• [Material provided]:
.....
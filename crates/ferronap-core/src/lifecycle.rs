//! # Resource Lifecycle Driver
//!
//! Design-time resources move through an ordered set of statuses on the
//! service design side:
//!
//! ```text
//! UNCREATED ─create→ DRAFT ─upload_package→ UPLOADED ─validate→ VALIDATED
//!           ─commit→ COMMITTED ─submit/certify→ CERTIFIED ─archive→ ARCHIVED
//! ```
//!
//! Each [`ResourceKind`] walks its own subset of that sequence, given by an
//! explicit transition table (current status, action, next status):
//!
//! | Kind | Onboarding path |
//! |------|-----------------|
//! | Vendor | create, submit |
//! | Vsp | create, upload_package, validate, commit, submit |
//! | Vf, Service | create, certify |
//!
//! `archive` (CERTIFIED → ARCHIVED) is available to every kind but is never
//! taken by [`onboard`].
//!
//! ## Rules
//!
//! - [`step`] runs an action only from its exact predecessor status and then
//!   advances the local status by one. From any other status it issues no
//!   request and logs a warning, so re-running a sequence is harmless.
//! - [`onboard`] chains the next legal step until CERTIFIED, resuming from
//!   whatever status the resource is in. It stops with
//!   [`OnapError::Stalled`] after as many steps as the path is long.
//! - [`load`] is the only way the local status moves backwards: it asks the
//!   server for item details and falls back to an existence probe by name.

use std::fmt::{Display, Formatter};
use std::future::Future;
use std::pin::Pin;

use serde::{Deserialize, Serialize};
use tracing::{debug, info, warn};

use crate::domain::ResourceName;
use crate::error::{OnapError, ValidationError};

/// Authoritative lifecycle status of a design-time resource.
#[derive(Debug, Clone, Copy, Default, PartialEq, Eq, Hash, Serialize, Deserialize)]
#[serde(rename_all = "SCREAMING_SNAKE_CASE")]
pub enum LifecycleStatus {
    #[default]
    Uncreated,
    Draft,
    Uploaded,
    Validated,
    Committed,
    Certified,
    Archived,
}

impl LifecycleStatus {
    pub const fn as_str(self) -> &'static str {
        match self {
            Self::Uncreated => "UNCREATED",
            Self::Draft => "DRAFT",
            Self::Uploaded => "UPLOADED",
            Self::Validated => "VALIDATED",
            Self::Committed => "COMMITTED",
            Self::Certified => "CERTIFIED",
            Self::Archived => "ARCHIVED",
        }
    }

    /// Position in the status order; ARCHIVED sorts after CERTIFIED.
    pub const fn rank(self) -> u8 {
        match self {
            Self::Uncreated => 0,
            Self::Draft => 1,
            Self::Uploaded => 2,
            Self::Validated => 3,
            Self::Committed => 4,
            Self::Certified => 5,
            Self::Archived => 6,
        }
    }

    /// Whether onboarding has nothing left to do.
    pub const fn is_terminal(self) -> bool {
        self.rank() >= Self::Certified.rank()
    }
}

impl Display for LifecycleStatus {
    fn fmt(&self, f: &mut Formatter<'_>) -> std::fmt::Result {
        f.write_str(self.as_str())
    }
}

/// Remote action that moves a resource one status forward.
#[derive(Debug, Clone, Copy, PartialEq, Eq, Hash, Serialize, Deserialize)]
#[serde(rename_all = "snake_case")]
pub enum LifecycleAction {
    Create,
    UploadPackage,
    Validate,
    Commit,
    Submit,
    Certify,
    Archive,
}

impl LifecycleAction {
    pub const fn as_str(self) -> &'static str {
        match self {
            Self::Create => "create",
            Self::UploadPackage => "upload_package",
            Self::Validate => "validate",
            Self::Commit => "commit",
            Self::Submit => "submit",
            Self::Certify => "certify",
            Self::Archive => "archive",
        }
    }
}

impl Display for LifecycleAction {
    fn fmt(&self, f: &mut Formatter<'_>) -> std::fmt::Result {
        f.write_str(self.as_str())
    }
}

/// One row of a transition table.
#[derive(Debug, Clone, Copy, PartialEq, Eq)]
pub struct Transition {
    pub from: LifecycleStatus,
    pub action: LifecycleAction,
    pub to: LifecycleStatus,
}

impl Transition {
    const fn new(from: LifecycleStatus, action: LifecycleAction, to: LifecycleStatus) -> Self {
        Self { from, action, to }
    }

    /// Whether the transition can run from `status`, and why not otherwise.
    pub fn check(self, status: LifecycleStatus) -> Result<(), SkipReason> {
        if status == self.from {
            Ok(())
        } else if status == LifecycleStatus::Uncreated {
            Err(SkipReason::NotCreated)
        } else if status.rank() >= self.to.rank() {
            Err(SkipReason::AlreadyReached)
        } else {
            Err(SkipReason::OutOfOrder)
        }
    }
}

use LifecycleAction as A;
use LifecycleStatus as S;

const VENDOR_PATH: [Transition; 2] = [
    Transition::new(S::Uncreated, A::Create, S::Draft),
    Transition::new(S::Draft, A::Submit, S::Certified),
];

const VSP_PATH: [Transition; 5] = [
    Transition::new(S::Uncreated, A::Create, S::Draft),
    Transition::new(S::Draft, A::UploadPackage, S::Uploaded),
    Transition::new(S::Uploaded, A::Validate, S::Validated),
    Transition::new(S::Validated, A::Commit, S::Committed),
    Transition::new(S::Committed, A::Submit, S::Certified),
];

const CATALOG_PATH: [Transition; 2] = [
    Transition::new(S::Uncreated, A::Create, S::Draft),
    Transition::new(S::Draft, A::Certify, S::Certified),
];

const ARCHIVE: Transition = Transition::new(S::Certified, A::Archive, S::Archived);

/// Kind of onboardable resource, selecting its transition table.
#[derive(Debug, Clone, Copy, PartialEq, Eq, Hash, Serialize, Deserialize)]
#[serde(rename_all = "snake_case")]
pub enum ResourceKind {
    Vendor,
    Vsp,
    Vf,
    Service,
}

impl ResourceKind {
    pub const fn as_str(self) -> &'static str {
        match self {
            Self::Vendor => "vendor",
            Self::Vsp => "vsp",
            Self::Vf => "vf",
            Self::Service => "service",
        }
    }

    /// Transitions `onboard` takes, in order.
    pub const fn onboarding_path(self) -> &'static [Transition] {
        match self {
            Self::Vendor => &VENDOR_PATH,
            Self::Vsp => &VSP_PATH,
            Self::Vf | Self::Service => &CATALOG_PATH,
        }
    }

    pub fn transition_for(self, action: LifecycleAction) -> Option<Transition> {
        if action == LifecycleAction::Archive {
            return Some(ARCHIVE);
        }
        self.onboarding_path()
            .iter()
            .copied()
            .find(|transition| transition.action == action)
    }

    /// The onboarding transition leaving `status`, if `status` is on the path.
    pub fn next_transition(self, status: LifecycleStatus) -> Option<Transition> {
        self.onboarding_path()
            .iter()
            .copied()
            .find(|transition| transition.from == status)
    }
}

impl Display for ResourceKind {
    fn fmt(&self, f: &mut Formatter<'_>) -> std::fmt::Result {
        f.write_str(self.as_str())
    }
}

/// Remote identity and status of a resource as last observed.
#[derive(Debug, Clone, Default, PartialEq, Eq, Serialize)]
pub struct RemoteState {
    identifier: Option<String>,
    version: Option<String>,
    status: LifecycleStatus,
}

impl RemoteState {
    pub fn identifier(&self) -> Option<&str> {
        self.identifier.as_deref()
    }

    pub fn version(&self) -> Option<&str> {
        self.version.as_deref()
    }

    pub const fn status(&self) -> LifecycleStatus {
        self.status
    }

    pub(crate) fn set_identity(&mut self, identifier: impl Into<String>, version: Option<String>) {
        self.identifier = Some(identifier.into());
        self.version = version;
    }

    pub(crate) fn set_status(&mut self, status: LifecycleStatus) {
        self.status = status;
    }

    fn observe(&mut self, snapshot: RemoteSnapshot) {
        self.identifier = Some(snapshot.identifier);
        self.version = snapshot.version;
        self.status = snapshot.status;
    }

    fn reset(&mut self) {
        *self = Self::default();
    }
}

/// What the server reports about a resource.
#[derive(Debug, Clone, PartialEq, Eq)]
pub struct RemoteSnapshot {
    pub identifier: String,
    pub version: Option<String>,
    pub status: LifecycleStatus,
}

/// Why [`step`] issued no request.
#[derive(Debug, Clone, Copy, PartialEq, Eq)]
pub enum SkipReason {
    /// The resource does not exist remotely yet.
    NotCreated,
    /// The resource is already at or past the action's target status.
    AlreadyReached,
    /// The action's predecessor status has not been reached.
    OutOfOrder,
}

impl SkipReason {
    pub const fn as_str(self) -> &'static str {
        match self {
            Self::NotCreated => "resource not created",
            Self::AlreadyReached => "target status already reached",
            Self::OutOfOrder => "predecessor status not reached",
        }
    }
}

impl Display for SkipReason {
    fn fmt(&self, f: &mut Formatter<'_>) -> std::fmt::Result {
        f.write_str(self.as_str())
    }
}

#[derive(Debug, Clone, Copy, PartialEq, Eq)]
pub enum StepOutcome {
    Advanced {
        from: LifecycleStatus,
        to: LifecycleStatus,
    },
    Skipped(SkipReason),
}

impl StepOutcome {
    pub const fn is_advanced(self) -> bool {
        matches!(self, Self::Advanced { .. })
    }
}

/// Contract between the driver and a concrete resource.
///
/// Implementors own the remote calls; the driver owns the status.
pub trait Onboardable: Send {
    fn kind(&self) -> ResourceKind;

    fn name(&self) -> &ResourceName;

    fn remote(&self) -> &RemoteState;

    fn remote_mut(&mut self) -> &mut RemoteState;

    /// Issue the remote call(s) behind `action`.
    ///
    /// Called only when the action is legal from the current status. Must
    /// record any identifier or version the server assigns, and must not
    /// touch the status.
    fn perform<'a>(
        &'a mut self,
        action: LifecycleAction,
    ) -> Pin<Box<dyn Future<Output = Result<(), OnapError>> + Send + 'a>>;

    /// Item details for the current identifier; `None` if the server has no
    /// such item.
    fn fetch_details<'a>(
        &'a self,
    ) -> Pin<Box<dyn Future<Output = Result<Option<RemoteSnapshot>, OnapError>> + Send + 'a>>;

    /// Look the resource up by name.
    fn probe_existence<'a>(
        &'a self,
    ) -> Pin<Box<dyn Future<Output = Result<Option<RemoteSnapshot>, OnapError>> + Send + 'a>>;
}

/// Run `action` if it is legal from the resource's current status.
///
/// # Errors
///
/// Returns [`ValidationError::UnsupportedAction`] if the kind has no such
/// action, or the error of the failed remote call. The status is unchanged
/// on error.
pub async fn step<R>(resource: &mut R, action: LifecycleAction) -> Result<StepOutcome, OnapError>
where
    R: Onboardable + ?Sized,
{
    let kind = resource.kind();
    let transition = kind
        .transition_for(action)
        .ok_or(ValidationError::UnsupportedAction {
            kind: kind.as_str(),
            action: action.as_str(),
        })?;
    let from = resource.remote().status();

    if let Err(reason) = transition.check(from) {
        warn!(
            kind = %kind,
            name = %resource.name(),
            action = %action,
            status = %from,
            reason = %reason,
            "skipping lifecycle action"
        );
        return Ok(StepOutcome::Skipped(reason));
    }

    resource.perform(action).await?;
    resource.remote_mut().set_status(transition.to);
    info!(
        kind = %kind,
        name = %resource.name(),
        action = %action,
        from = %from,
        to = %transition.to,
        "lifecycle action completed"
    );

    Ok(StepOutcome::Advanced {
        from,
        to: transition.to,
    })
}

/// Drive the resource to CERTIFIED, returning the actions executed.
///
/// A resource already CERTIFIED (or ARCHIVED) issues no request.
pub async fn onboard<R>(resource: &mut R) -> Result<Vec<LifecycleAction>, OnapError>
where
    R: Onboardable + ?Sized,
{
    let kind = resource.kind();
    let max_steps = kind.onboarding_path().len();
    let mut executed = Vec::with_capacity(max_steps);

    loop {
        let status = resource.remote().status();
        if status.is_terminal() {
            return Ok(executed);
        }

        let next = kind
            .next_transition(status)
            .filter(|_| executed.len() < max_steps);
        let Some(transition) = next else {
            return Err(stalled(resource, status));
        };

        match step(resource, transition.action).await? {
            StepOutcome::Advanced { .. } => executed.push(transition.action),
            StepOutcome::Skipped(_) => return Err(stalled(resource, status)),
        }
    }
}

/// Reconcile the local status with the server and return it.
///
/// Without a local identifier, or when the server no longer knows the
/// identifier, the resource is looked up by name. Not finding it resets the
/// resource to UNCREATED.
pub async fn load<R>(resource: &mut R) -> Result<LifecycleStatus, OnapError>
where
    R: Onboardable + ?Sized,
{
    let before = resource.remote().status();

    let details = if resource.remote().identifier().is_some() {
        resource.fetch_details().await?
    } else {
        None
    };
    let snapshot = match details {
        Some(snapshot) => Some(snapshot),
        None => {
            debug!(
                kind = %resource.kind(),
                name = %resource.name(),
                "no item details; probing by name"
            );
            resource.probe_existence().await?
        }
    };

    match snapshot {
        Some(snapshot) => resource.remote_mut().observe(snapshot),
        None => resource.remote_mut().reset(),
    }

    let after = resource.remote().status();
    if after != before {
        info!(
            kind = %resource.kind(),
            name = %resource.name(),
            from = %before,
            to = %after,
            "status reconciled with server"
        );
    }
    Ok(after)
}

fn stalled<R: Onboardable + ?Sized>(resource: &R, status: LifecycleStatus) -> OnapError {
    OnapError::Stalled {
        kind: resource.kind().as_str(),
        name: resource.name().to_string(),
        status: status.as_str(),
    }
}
.....
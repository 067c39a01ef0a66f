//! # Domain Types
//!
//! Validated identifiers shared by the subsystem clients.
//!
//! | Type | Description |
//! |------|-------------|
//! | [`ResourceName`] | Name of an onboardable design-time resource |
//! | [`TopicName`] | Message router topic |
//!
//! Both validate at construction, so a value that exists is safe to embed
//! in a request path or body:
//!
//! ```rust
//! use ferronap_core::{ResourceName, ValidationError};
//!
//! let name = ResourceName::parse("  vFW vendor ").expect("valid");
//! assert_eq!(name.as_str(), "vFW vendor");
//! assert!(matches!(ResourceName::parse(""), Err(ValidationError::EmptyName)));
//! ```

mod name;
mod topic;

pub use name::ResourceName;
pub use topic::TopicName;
.....
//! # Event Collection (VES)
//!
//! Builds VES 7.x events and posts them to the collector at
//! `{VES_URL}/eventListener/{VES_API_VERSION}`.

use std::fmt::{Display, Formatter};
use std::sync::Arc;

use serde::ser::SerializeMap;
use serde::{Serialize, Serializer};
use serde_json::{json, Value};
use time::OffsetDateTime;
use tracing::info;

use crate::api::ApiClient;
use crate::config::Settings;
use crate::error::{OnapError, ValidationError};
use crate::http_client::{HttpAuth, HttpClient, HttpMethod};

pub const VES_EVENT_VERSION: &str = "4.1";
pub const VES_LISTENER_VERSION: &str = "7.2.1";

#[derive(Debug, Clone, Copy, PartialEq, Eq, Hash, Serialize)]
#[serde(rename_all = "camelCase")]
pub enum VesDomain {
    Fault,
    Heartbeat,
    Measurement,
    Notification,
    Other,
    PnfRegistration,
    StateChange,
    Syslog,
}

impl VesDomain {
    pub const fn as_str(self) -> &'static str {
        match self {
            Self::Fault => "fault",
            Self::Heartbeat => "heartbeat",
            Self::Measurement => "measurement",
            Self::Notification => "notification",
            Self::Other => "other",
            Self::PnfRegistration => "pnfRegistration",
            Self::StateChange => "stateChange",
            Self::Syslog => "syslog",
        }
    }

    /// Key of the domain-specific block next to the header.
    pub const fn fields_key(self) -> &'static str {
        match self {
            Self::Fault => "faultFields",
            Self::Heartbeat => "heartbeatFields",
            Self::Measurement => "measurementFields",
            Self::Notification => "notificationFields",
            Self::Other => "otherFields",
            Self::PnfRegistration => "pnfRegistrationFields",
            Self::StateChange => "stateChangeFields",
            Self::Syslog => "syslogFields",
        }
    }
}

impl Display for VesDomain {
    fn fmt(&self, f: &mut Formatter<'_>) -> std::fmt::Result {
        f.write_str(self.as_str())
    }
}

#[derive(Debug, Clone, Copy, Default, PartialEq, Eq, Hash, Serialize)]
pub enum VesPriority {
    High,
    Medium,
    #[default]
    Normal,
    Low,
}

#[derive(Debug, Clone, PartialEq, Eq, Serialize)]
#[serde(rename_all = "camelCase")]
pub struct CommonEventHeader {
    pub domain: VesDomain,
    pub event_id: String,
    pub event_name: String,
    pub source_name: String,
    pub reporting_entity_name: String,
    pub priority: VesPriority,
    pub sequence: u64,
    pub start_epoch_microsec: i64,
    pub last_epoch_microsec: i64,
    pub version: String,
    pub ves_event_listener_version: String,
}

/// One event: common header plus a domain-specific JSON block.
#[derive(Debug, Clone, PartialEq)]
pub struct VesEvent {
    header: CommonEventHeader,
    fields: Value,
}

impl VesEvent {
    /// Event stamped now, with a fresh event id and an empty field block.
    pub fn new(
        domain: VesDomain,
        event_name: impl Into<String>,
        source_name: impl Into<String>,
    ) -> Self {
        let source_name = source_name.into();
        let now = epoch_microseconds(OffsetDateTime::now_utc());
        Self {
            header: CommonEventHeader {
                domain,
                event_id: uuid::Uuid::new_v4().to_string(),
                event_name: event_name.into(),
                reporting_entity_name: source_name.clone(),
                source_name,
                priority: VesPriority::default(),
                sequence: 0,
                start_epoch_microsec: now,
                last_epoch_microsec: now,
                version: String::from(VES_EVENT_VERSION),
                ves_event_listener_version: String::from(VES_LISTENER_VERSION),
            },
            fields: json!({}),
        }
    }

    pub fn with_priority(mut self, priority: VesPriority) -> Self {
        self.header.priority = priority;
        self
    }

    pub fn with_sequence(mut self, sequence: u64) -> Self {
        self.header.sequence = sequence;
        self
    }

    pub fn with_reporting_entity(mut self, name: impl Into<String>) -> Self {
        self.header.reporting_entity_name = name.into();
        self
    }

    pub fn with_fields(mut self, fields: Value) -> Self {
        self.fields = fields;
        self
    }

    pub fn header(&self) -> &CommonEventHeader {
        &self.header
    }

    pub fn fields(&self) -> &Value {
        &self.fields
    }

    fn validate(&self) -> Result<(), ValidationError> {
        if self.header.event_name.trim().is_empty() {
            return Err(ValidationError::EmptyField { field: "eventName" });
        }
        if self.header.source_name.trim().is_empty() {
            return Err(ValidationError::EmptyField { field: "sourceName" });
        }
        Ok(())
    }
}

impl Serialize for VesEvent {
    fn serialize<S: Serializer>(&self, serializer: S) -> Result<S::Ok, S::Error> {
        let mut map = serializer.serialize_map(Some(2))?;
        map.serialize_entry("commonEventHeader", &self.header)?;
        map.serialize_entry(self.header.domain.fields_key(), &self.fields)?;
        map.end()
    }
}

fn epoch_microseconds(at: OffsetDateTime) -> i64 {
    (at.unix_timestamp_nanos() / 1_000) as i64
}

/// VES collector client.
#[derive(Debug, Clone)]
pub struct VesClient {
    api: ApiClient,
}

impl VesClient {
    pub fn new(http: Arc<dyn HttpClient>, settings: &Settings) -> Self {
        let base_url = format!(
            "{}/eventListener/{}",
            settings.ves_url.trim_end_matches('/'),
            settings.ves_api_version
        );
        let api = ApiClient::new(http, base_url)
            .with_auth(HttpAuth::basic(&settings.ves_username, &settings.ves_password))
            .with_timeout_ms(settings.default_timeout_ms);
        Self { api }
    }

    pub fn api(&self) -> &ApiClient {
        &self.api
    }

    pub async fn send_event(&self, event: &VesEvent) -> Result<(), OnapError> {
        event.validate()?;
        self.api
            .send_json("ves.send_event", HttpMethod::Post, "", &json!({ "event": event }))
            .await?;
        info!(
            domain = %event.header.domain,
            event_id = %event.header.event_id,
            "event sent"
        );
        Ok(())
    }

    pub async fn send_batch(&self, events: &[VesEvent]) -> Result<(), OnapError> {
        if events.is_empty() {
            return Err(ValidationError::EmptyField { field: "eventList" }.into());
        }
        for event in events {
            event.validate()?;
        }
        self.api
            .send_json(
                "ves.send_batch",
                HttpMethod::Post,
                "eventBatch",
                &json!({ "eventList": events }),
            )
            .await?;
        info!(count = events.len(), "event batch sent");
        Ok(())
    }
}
.....
• [The task]:
Each line above from the one with "filename crates/ferronap-core/src/lifecycle.rs" up to and including the one with "given by an" must be set down exactly, and no line outside that span may appear.

• [Reply to the task]:
filename crates/ferronap-core/src/lifecycle.rs
//! # Resource Lifecycle Driver
//!
//! Design-time resources move through an ordered set of statuses on the
//! service design side:
//!
//! ```text
//! UNCREATED ─create→ DRAFT ─upload_package→ UPLOADED ─validate→ VALIDATED
//!           ─commit→ COMMITTED ─submit/certify→ CERTIFIED ─archive→ ARCHIVED
//! ```
//!
//! Each [`ResourceKind`] walks its own subset of that sequence, given by an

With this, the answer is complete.